TASK BRIEF:
If a line of the data below holds the word "HashMap", list it.
EXTRACTED MATERIAL below:
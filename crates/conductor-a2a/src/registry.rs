use crate::config::RegistryConfig;
use crate::store::TaskStore;
use chrono::Utc;
use conductor_core::{ConductorError, TaskInput, TaskRecord, TaskStatus};
use parking_lot::RwLock;
use std::collections::hash_map::Entry;
use std::collections::HashMap;
use std::sync::{Arc, Weak};
use std::time::Duration;
use tokio::sync::Mutex;
use tokio::task::JoinHandle;
use tokio::time::Instant;
use tracing::{debug, error, info, warn};

type Slot = Arc<Mutex<TaskRecord>>;

/// Write access to the record one [`TaskRegistry::create`] call made.
#[derive(Clone)]
pub struct TaskLease {
    task_id: String,
    slot: Slot,
}

impl TaskLease {
    pub fn task_id(&self) -> &str {
        &self.task_id
    }
}

/// In-process store of task records for one specialist.
///
/// Each task id owns its own lock, created on first access and dropped
/// only by [`TaskRegistry::evict`]. The map-level lock is held just long
/// enough to look up or insert a slot, so operations on different task
/// ids never wait on each other.
pub struct TaskRegistry {
    slots: RwLock<HashMap<String, Slot>>,
    store: Option<Arc<dyn TaskStore>>,
    config: RegistryConfig,
}

impl TaskRegistry {
    pub fn new(config: RegistryConfig) -> Self {
        Self {
            slots: RwLock::new(HashMap::new()),
            store: None,
            config,
        }
    }

    /// Write every record through to `store`.
    pub fn with_store(mut self, store: Arc<dyn TaskStore>) -> Self {
        self.store = Some(store);
        self
    }

    pub fn config(&self) -> &RegistryConfig {
        &self.config
    }

    /// Register a task in `pending` state. An existing record with the
    /// same id is replaced by a fresh one (and logged); this never fails.
    ///
    /// The returned lease writes only to the record created here. Once a
    /// later `create` reuses the id, transitions through an older lease
    /// are ignored.
    pub async fn create(&self, task_id: &str, input: TaskInput) -> TaskLease {
        let fresh = TaskRecord::new(task_id, input);
        let context_id = fresh.input.context_id.clone();
        let slot: Slot = Arc::new(Mutex::new(fresh));

        // Holding the retired record's lock keeps a leased write on it
        // from landing after the replacement.
        let previous = self.slot(task_id);
        let retired = match &previous {
            Some(old) => Some(old.lock().await),
            None => None,
        };
        if let Some(old) = &retired {
            warn!(task_id = %task_id, previous = %old.status, "Task already exists, overwriting");
        }
        let record = slot.lock().await;
        self.slots.write().insert(task_id.to_string(), slot.clone());
        drop(retired);
        self.persist(&record).await;
        drop(record);
        info!(task_id = %task_id, context_id = %context_id, "Created task");
        TaskLease {
            task_id: task_id.to_string(),
            slot,
        }
    }

    /// Move a task to `status`. Returns `false` when the task is unknown
    /// or already terminal; neither case is an error.
    pub async fn transition(
        &self,
        task_id: &str,
        status: TaskStatus,
        result: Option<serde_json::Value>,
        error: Option<String>,
    ) -> bool {
        let Some(slot) = self.slot(task_id) else {
            warn!(task_id = %task_id, status = %status, "Transition on unknown task ignored");
            return false;
        };

        let mut record = slot.lock().await;
        self.apply_locked(&mut record, status, result, error).await
    }

    /// [`transition`](Self::transition) through a lease. Ignored when a
    /// later `create` or an eviction has retired the leased record.
    pub async fn transition_leased(
        &self,
        lease: &TaskLease,
        status: TaskStatus,
        result: Option<serde_json::Value>,
        error: Option<String>,
    ) -> bool {
        let mut record = lease.slot.lock().await;
        let live = self
            .slots
            .read()
            .get(&lease.task_id)
            .is_some_and(|current| Arc::ptr_eq(current, &lease.slot));
        if !live {
            debug!(task_id = %lease.task_id, status = %status, "Task was superseded, transition ignored");
            return false;
        }
        self.apply_locked(&mut record, status, result, error).await
    }

    async fn apply_locked(
        &self,
        record: &mut TaskRecord,
        status: TaskStatus,
        result: Option<serde_json::Value>,
        error: Option<String>,
    ) -> bool {
        let from = record.status;
        if !record.apply(status, result, error) {
            warn!(task_id = %record.task_id, from = %from, to = %status, "Task is terminal, transition ignored");
            return false;
        }
        self.persist(record).await;
        info!(task_id = %record.task_id, from = %from, to = %status, "Updated task");
        true
    }

    /// Mark a task as `in_progress`.
    pub async fn start(&self, task_id: &str) -> bool {
        self.transition(task_id, TaskStatus::InProgress, None, None)
            .await
    }

    /// Mark a task as `completed` with its result.
    pub async fn complete(&self, task_id: &str, result: serde_json::Value) -> bool {
        self.transition(task_id, TaskStatus::Completed, Some(result), None)
            .await
    }

    /// Mark a task as `failed`.
    pub async fn fail(&self, task_id: &str, error: impl Into<String>) -> bool {
        self.transition(task_id, TaskStatus::Failed, None, Some(error.into()))
            .await
    }

    /// Mark a task as `cancelled`.
    pub async fn cancel(&self, task_id: &str) -> bool {
        self.transition(
            task_id,
            TaskStatus::Cancelled,
            None,
            Some("Task cancelled".to_string()),
        )
        .await
    }

    /// Read a task.
    ///
    /// Without `wait` this is an immediate snapshot. With `wait` the
    /// record is re-sampled every poll interval until it turns terminal
    /// or `timeout` elapses; the per-task lock is released between
    /// samples. On elapse the returned view is forced to `timeout` with a
    /// synthesized error, while the stored record keeps its real status.
    pub async fn get(&self, task_id: &str, wait: bool, timeout: Duration) -> Option<TaskRecord> {
        let snapshot = self.sample(task_id).await?;
        if !wait || snapshot.is_terminal() {
            return Some(snapshot);
        }

        let now = Instant::now();
        let deadline = now.checked_add(timeout).unwrap_or_else(|| far_future(now));
        loop {
            let now = Instant::now();
            if now >= deadline {
                break;
            }
            tokio::time::sleep(self.config.poll_interval().min(deadline - now)).await;

            let current = self.sample(task_id).await?;
            if current.is_terminal() {
                return Some(current);
            }
        }

        let mut view = self.sample(task_id).await?;
        if !view.is_terminal() {
            debug!(task_id = %task_id, status = %view.status, "Wait window elapsed");
            view.status = TaskStatus::Timeout;
            view.result = None;
            view.error = Some(format!(
                "Task timed out after {} seconds",
                timeout.as_secs_f64()
            ));
        }
        Some(view)
    }

    /// Remove terminal records completed more than `older_than` ago,
    /// together with their locks. Returns how many were removed.
    pub async fn evict(&self, older_than: Duration) -> usize {
        let Some(cutoff) = chrono::Duration::from_std(older_than)
            .ok()
            .and_then(|age| Utc::now().checked_sub_signed(age))
        else {
            return 0;
        };

        let slots: Vec<(String, Slot)> = self
            .slots
            .read()
            .iter()
            .map(|(id, slot)| (id.clone(), slot.clone()))
            .collect();

        let mut expired = Vec::new();
        for (task_id, slot) in slots {
            let is_expired = {
                let record = slot.lock().await;
                record.is_terminal() && record.completed_at.is_some_and(|at| at < cutoff)
            };
            if is_expired {
                expired.push((task_id, slot));
            }
        }

        let mut map = self.slots.write();
        let mut removed = 0;
        for (task_id, slot) in &expired {
            // Re-check: a create may have reused the slot since it was sampled.
            let still_expired = map.get(task_id).is_some_and(|current| Arc::ptr_eq(current, slot))
                && slot.try_lock().is_ok_and(|record| {
                    record.is_terminal() && record.completed_at.is_some_and(|at| at < cutoff)
                });
            if still_expired {
                map.remove(task_id);
                removed += 1;
            }
        }
        removed
    }

    /// Run [`evict`](Self::evict) every sweep interval until the registry
    /// is dropped.
    pub fn spawn_sweeper(self: &Arc<Self>) -> JoinHandle<()> {
        let weak: Weak<Self> = Arc::downgrade(self);
        let every = self.config.sweep_interval();
        let retention = self.config.retention();

        tokio::spawn(async move {
            let mut ticker = tokio::time::interval(every);
            ticker.tick().await;
            loop {
                ticker.tick().await;
                let Some(registry) = weak.upgrade() else {
                    break;
                };
                let removed = registry.evict(retention).await;
                if removed > 0 {
                    info!(removed, "Evicted expired tasks");
                }
            }
        })
    }

    /// Snapshot of every record, oldest first.
    pub async fn list(&self) -> Vec<TaskRecord> {
        let slots: Vec<Slot> = self.slots.read().values().cloned().collect();
        let mut records = Vec::with_capacity(slots.len());
        for slot in slots {
            records.push(slot.lock().await.clone());
        }
        records.sort_by_key(|r| r.created_at);
        records
    }

    pub fn contains(&self, task_id: &str) -> bool {
        self.slots.read().contains_key(task_id)
    }

    pub fn len(&self) -> usize {
        self.slots.read().len()
    }

    pub fn is_empty(&self) -> bool {
        self.slots.read().is_empty()
    }

    fn slot(&self, task_id: &str) -> Option<Slot> {
        self.slots.read().get(task_id).cloned()
    }

    async fn sample(&self, task_id: &str) -> Option<TaskRecord> {
        if let Some(slot) = self.slot(task_id) {
            return Some(slot.lock().await.clone());
        }
        match self.restore(task_id).await {
            Some(record) => Some(record),
            None => {
                warn!(
                    error = %ConductorError::RemoteTaskNotFound(task_id.to_string()),
                    "Task lookup failed"
                );
                None
            }
        }
    }

    /// Reload a record the store still holds but memory has lost.
    async fn restore(&self, task_id: &str) -> Option<TaskRecord> {
        let store = self.store.as_ref()?;
        let record = match store.load(task_id).await {
            Ok(Some(record)) => record,
            Ok(None) => return None,
            Err(e) => {
                error!(task_id = %task_id, error = %e, "Task store read failed");
                return None;
            }
        };

        let slot = self
            .slots
            .write()
            .entry(task_id.to_string())
            .or_insert_with(|| Arc::new(Mutex::new(record)))
            .clone();
        debug!(task_id = %task_id, "Restored task from store");
        let current = slot.lock().await.clone();
        Some(current)
    }

    async fn persist(&self, record: &TaskRecord) {
        if let Some(store) = &self.store {
            if let Err(e) = store.save(record, self.config.store_ttl()).await {
                error!(task_id = %record.task_id, error = %e, "Task store write failed");
            }
        }
    }
}

/// Roughly 30 years out, the cap `tokio::time::sleep` applies as well.
fn far_future(now: Instant) -> Instant {
    now + Duration::from_secs(86_400 * 365 * 30)
}

impl Default for TaskRegistry {
    fn default() -> Self {
        Self::new(RegistryConfig::default())
    }
}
End of EXTRACTED MATERIAL.
WRITTEN ANSWER:
use std::collections::HashMap;
    slots: RwLock<HashMap<String, Slot>>,
            slots: RwLock::new(HashMap::new()),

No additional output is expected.